"By Jove, Mr. Higbee! that's clever of you—it's royal! Sis and I would like nothing better—but you see my poor mother here is almost down with nervous prostration and we've got to hurry her to New York without an hour's delay to consult a specialist. We're afraid"—he glanced anxiously at the astounded Mrs. Bines, and lowered his voice—"we're afraid she may not be with us long."

"Why, Percival," began Mrs. Bines, dazedly, "you was just saying—"

"Now don't fly all to pieces, ma!—take it easy—you're with friends, be sure of that. You needn't beg us to go on. You know we wouldn't think of stopping when it may mean life or death to you. You see just the way she is," he continued to the sympathetic Higbee—"we're afraid she may collapse any moment. So we must wait for another time; but I'll tell you what you do; go get Mrs. Higbee and your traps and come let us put you up to New York. We've got lots of room—run along now—and we'll have some of that ham, 'the kind you have always bought,' for lunch. A.L. Jackson is a miserable cook, too, if I don't know the truth." Gently urging Higbee through the door, he stifled a systematic inquiry into the details of Mrs. Bines's affliction.

"Come along quick! I'll go help you and we'll have Mrs. Higbee back before the train starts."

"Do you know," Mrs. Bines thoughtfully observed to her daughter, "I sometimes mistrust Percival ain't just right in his head; you remember he did have a bad fall on it when he was two years and five months old—two years, five months, and eighteen days. The way he carries on right before folks' faces! That time I went through the asylum at Butte there was a young man kept going on with the same outlandish rigmarole just like Percival.

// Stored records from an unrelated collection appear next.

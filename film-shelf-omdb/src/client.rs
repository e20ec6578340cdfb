use std::time::Duration;

use film_shelf_core::{LookupError, MovieLookup, PosterSource, ResultPage};

use crate::config::OmdbConfig;
use crate::error::OmdbError;
use crate::types::SearchResponse;

/// How much of an unparseable body to echo back in error messages.
const BODY_PREVIEW_CHARS: usize = 200;

/// Blocking HTTP client for the OMDb search API and poster downloads.
pub struct OmdbClient {
    http: reqwest::blocking::Client,
    endpoint: String,
    api_key: Option<String>,
}

impl OmdbClient {
    pub fn new(config: &OmdbConfig) -> Result<Self, OmdbError> {
        let timeout = (config.timeout_secs > 0).then(|| Duration::from_secs(config.timeout_secs));
        let http = reqwest::blocking::Client::builder()
            .user_agent(concat!("film-shelf/", env!("CARGO_PKG_VERSION")))
            .timeout(timeout)
            .build()?;

        Ok(Self {
            http,
            endpoint: config.endpoint.clone(),
            api_key: config.api_key.clone(),
        })
    }

    /// Run one title search. OMDb pages hold up to ten hits.
    pub fn search_page(&self, search: &str, page: u32) -> Result<ResultPage, OmdbError> {
        let params = self.search_params(search, page);
        log::debug!("OMDb search {:?} page {}", search, page);

        let resp = self.http.get(&self.endpoint).query(&params).send()?;
        let status = resp.status();
        let text = resp.text()?;

        // OMDb reports most problems (bad key, no results) as JSON with an
        // Error field, sometimes alongside a 401. Prefer that message.
        match serde_json::from_str::<SearchResponse>(&text) {
            Ok(response) if status.is_success() || response.is_failure() => {
                Ok(response.into_result_page())
            }
            Ok(_) => Err(OmdbError::ServerError {
                status: status.as_u16(),
                message: preview(&text),
            }),
            Err(_) if !status.is_success() => Err(OmdbError::ServerError {
                status: status.as_u16(),
                message: preview(&text),
            }),
            Err(e) => Err(OmdbError::Api(format!(
                "Failed to parse search results: {e}. Response: {}",
                preview(&text)
            ))),
        }
    }

    /// Download a poster image.
    pub fn download_poster(&self, url: &str) -> Result<Vec<u8>, OmdbError> {
        let resp = self.http.get(url).send()?;
        let status = resp.status();
        if !status.is_success() {
            return Err(OmdbError::ServerError {
                status: status.as_u16(),
                message: format!("poster download from {url} failed"),
            });
        }
        Ok(resp.bytes()?.to_vec())
    }

    fn search_params(&self, search: &str, page: u32) -> Vec<(&'static str, String)> {
        search_params(search, page, self.api_key.as_deref())
    }
}

impl MovieLookup for OmdbClient {
    fn search(&self, search: &str, page: u32) -> Result<ResultPage, LookupError> {
        Ok(self.search_page(search, page)?)
    }
}

impl PosterSource for OmdbClient {
    fn fetch(&self, url: &str) -> Result<Vec<u8>, LookupError> {
        Ok(self.download_poster(url)?)
    }
}

/// Query parameters for a search request.
fn search_params(search: &str, page: u32, api_key: Option<&str>) -> Vec<(&'static str, String)> {
    let mut params = vec![("s", search.to_string()), ("page", page.to_string())];
    if let Some(key) = api_key {
        params.push(("apikey", key.to_string()));
    }
    params
}

fn preview(text: &str) -> String {
    text.chars().take(BODY_PREVIEW_CHARS).collect()
}
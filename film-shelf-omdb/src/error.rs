use film_shelf_core::LookupError;

/// Errors that can occur while talking to OMDb.
#[derive(Debug, thiserror::Error)]
pub enum OmdbError {
    #[error("HTTP request failed: {0}")]
    Http(#[from] reqwest::Error),

    #[error("Server error (HTTP {status}): {message}")]
    ServerError { status: u16, message: String },

    #[error("API error: {0}")]
    Api(String),

    #[error("I/O error: {0}")]
    Io(#[from] std::io::Error),

    #[error("JSON parsing error: {0}")]
    Json(#[from] serde_json::Error),

    #[error("Configuration error: {0}")]
    Config(String),
}

impl From<OmdbError> for LookupError {
    fn from(e: OmdbError) -> Self {
        match e {
            OmdbError::Http(e) => LookupError::http(e.to_string()),
            OmdbError::ServerError { status, message } => LookupError::Status { status, message },
            OmdbError::Api(msg) => LookupError::malformed(msg),
            OmdbError::Json(e) => LookupError::malformed(e.to_string()),
            other => LookupError::other(other.to_string()),
        }
    }
}
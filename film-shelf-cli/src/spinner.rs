//! Spinners shown while the program waits on the network.
//!
//! Lookups and poster downloads block, so the wrapped service shows a
//! spinner for the duration of each call and clears it before any prompt.

use std::time::Duration;

use indicatif::{ProgressBar, ProgressStyle};

use film_shelf_core::{LookupError, MovieLookup, PosterSource, ResultPage};

/// Create a ticking spinner, or a hidden one when `quiet` is set.
pub(crate) fn spinner(quiet: bool, msg: String) -> ProgressBar {
    if quiet {
        return ProgressBar::hidden();
    }
    let pb = ProgressBar::new_spinner();
    pb.set_style(
        ProgressStyle::with_template("  {spinner:.cyan} {msg}")
            .expect("static pattern")
            .tick_chars("/-\\|"),
    );
    pb.set_message(msg);
    pb.enable_steady_tick(Duration::from_millis(100));
    pb
}

/// Wraps a lookup service so each call shows a spinner.
pub(crate) struct Spinning<'a, S: ?Sized> {
    inner: &'a S,
    quiet: bool,
}

impl<'a, S: ?Sized> Spinning<'a, S> {
    pub(crate) fn new(inner: &'a S, quiet: bool) -> Self {
        Self { inner, quiet }
    }
}

impl<S: MovieLookup + ?Sized> MovieLookup for Spinning<'_, S> {
    fn search(&self, search: &str, page: u32) -> Result<ResultPage, LookupError> {
        let pb = spinner(self.quiet, format!("Searching \"{}\" (page {})", search, page));
        let result = self.inner.search(search, page);
        pb.finish_and_clear();
        result
    }
}

impl<S: PosterSource + ?Sized> PosterSource for Spinning<'_, S> {
    fn fetch(&self, url: &str) -> Result<Vec<u8>, LookupError> {
        let pb = spinner(self.quiet, "Downloading poster".to_string());
        let result = self.inner.fetch(url);
        pb.finish_and_clear();
        result
    }
}
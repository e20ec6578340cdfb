//! film-shelf CLI
//!
//! Interactive movie renamer backed by OMDb, plus a sorter for installer
//! downloads.

mod cli_types;
mod commands;
mod console;
mod error;
mod spinner;

use std::io::Write;

use clap::Parser;
use log::LevelFilter;

use cli_types::{Cli, Commands, ConfigAction};
pub(crate) use error::CliError;

fn main() {
    let cli = Cli::parse();
    init_logging(cli.quiet, cli.verbose);

    let result = match cli.command {
        Commands::Rename {
            dir,
            api_key,
            omdb_url,
            next_page,
        } => commands::rename::run_rename(dir, api_key, omdb_url, &next_page, cli.quiet),
        Commands::Organize { dir, dry_run } => commands::organize::run_organize(&dir, dry_run),
        Commands::Config { action } => match action {
            ConfigAction::Show => commands::config::run_config_show(),
            ConfigAction::Setup => commands::config::run_config_setup(),
            ConfigAction::Path => commands::config::run_config_path(),
        },
    };

    if let Err(e) = result {
        log::error!("{}", e);
        std::process::exit(1);
    }
}

/// Route `log` output to stdout, interleaved with the prompts.
///
/// Normal runs print bare messages; `--verbose` adds level and target.
/// `RUST_LOG` still overrides the level chosen here.
fn init_logging(quiet: bool, verbose: bool) {
    let level = if verbose {
        LevelFilter::Debug
    } else if quiet {
        LevelFilter::Warn
    } else {
        LevelFilter::Info
    };

    let mut builder = env_logger::Builder::new();
    builder
        .filter_level(level)
        .parse_default_env()
        .target(env_logger::Target::Stdout);
    if verbose {
        builder.format(|buf, record| {
            writeln!(buf, "[{} {}] {}", record.level(), record.target(), record.args())
        });
    } else {
        builder.format(|buf, record| writeln!(buf, "{}", record.args()));
    }
    builder.init();
}

/// Log an empty line at info level.
pub(crate) fn log_blank() {
    log::info!("");
}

The idea of Percival telling me to eat a lemon-ice with an ice-pick, and 'Oh, why don't the flesh-brushes wear nice, proper clothes-brushes!' and be sure and hammer my nails good and hard after I get them manicured. And back home he was always wanting to know where the meat-augers were, saying he'd just bought nine hundred new ones and he'd have to order a ton more if they were all lost. I don't believe there is such a thing as a meat-auger. I don't know what on earth a body could do with one. And that other young man," she concluded, significantly, "they had him in a little bit of a room with an iron-barred door to it like a prison-cell."

[!-- CH14 --]

CHAPTER XIV.

Mr. Higbee Communicates Some Valuable Information

The Higbees were presently at home in the Bines car. Mrs. Higbee was a pleasant, bustling, plump little woman, sparkling-eyed and sprightly. Prominent in her manner was a helpless little confession of inadequacy to her ambitions that made her personality engaging. To be energetic and friendly, and deeply absorbed in people who were bold and confident, was her attitude.

She began bubbling at once to Mrs. Bines and Psyche of the latest fashions for mourners. Crepe was more swagger than ever before, both as trimming and for entire costumes.